### [Given data]
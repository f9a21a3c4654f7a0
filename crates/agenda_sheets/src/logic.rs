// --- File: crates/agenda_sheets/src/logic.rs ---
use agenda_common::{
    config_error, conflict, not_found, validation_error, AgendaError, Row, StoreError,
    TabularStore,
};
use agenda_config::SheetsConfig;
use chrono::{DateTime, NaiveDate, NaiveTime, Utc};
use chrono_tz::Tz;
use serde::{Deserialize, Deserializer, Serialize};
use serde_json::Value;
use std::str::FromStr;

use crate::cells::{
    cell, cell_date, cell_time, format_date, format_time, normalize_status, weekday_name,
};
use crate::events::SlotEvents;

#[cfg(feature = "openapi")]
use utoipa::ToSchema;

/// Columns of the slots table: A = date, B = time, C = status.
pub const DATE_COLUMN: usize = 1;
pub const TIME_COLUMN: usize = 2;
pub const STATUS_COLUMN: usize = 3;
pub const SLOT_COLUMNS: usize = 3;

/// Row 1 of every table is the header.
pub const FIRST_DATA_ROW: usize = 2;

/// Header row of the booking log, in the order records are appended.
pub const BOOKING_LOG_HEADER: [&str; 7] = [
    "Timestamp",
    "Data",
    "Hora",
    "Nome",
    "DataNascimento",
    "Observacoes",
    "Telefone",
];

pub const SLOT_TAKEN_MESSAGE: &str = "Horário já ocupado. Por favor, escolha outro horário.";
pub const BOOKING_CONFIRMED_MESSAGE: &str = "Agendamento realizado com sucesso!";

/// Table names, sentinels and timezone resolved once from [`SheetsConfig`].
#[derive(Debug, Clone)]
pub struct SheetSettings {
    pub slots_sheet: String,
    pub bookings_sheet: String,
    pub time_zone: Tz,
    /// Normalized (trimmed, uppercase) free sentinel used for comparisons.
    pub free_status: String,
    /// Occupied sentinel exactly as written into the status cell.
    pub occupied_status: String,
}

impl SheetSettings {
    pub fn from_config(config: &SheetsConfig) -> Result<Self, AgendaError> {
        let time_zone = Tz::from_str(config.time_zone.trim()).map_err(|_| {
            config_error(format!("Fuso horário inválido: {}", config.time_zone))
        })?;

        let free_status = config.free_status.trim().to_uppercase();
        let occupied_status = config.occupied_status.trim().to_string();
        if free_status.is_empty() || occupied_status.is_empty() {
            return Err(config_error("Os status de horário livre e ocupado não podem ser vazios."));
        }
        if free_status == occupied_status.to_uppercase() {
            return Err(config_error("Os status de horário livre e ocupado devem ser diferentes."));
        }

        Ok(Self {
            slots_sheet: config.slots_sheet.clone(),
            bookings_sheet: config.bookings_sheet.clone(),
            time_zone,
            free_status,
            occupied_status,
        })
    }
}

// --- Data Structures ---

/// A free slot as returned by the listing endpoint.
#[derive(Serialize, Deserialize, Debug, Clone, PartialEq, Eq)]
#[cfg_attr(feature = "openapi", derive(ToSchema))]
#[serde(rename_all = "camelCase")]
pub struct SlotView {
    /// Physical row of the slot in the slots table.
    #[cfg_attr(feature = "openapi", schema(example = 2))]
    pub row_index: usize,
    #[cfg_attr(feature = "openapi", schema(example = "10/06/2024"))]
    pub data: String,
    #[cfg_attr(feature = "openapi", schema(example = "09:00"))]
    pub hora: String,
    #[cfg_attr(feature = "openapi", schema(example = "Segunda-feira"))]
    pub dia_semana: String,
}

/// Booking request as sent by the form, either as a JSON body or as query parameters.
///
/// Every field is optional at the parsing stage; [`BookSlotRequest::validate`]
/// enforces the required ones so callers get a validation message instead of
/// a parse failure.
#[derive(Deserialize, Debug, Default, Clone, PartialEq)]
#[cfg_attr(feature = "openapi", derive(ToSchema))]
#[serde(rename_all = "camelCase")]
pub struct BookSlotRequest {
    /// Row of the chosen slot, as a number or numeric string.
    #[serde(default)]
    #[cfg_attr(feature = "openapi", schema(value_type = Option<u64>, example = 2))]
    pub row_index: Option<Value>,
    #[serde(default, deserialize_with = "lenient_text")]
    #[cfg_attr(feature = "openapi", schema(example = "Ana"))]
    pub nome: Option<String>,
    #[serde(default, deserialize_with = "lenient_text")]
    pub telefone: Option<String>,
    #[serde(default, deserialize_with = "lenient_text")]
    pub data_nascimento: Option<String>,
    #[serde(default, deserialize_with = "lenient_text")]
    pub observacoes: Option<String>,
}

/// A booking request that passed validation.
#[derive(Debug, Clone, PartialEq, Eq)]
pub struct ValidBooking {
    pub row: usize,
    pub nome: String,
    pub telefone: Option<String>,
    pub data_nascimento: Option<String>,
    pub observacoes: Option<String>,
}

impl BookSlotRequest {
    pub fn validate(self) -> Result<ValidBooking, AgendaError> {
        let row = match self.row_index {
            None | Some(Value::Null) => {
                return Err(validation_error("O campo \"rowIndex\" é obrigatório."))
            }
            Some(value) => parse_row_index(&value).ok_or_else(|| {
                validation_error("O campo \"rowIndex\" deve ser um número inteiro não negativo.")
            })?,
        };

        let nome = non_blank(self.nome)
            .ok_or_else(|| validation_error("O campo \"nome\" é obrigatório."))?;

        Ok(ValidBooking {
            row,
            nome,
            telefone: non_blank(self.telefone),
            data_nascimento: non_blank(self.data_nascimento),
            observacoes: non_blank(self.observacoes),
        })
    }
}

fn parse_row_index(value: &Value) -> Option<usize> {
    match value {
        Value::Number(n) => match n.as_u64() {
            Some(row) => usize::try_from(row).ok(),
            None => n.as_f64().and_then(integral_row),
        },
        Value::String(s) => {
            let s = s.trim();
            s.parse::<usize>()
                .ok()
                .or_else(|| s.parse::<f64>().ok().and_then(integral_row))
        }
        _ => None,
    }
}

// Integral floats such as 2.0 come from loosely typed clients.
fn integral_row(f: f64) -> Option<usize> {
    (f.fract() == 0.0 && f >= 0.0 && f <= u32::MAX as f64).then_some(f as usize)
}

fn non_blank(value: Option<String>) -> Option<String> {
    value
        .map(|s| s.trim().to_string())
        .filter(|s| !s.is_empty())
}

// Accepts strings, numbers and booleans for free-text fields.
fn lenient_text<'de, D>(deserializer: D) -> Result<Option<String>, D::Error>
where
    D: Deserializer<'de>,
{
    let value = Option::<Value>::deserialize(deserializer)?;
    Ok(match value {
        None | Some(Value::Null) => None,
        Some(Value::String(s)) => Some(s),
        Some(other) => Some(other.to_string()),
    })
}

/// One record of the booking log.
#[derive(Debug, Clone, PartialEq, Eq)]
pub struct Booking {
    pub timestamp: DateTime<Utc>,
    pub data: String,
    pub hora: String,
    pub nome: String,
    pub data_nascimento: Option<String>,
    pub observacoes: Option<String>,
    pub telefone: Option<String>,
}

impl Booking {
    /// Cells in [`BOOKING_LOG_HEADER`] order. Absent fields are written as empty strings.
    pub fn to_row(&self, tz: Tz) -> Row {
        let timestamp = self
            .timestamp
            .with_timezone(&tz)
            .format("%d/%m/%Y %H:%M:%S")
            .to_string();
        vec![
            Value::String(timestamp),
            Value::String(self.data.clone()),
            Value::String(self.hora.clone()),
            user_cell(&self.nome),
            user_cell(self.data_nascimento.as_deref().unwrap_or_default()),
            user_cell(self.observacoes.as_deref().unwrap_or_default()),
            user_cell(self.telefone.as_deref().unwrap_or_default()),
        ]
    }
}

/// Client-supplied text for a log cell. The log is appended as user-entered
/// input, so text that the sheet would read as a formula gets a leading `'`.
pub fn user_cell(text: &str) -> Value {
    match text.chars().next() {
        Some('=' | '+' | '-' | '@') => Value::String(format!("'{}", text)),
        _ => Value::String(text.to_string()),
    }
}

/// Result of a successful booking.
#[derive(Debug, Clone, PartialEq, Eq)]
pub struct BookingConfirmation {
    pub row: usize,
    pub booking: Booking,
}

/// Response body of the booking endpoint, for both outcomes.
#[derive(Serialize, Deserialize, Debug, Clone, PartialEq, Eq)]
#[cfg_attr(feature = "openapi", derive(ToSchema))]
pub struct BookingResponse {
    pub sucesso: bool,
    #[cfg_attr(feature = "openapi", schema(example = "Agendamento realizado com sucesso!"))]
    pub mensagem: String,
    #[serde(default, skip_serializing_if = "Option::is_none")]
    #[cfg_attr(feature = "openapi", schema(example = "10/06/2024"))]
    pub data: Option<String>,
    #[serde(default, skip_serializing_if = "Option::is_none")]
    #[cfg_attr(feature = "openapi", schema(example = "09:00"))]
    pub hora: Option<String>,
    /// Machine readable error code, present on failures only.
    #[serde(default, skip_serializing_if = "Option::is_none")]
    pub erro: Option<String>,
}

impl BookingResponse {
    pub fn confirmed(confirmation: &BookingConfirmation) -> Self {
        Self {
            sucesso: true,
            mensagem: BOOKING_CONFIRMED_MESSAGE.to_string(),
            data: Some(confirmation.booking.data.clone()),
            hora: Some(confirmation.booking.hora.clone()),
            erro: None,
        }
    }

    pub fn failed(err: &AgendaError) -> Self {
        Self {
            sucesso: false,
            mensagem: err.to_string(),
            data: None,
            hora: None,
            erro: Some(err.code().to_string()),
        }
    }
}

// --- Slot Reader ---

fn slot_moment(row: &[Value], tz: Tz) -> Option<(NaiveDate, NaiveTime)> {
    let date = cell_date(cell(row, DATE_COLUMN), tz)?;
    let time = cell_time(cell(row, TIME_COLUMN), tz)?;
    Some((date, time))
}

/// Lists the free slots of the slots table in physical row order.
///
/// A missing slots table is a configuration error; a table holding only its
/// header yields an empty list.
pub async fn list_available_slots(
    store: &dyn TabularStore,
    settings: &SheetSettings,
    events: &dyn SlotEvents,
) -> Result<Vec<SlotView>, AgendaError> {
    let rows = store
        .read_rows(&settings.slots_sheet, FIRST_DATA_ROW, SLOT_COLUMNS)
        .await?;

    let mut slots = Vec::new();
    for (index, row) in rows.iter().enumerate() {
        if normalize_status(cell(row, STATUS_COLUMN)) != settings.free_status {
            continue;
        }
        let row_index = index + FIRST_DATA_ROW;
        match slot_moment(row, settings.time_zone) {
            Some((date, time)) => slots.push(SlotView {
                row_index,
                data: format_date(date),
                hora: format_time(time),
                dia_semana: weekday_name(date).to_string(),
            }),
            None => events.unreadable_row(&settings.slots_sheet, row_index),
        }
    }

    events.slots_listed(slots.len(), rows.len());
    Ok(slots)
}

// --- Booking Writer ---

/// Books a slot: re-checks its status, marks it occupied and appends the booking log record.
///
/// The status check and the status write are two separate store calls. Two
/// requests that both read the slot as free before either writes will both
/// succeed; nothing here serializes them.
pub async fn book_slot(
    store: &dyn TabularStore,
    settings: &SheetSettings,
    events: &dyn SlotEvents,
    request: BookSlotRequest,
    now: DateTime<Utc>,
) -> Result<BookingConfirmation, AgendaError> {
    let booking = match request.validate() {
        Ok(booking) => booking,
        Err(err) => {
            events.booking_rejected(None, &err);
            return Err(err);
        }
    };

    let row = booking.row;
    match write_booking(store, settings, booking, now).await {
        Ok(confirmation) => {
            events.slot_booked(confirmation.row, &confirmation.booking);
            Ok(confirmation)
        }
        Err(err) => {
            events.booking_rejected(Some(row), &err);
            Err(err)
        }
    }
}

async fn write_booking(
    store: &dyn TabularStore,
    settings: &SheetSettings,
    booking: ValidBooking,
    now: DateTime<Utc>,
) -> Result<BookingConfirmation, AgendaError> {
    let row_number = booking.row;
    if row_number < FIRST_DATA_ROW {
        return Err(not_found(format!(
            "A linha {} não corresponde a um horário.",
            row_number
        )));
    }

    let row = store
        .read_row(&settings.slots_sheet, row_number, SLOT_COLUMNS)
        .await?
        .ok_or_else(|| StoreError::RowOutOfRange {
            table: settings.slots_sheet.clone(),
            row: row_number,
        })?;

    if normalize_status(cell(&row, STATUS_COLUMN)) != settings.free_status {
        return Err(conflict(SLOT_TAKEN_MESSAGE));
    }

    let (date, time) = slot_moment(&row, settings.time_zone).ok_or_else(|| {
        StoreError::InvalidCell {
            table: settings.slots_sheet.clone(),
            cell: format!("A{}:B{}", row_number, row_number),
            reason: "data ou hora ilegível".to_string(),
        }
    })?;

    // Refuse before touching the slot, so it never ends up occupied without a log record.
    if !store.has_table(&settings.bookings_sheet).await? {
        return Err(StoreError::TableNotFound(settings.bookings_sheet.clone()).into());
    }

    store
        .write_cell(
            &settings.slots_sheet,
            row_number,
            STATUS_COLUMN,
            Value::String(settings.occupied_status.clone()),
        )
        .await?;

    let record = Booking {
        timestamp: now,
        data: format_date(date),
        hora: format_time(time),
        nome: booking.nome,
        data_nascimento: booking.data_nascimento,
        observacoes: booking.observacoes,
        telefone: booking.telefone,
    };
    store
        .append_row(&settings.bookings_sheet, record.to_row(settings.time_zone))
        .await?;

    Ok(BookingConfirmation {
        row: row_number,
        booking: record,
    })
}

### [Task to carry out]
How many of the lines above hold the word "SlotView"? Give only that number.

### [Answer for the task]
3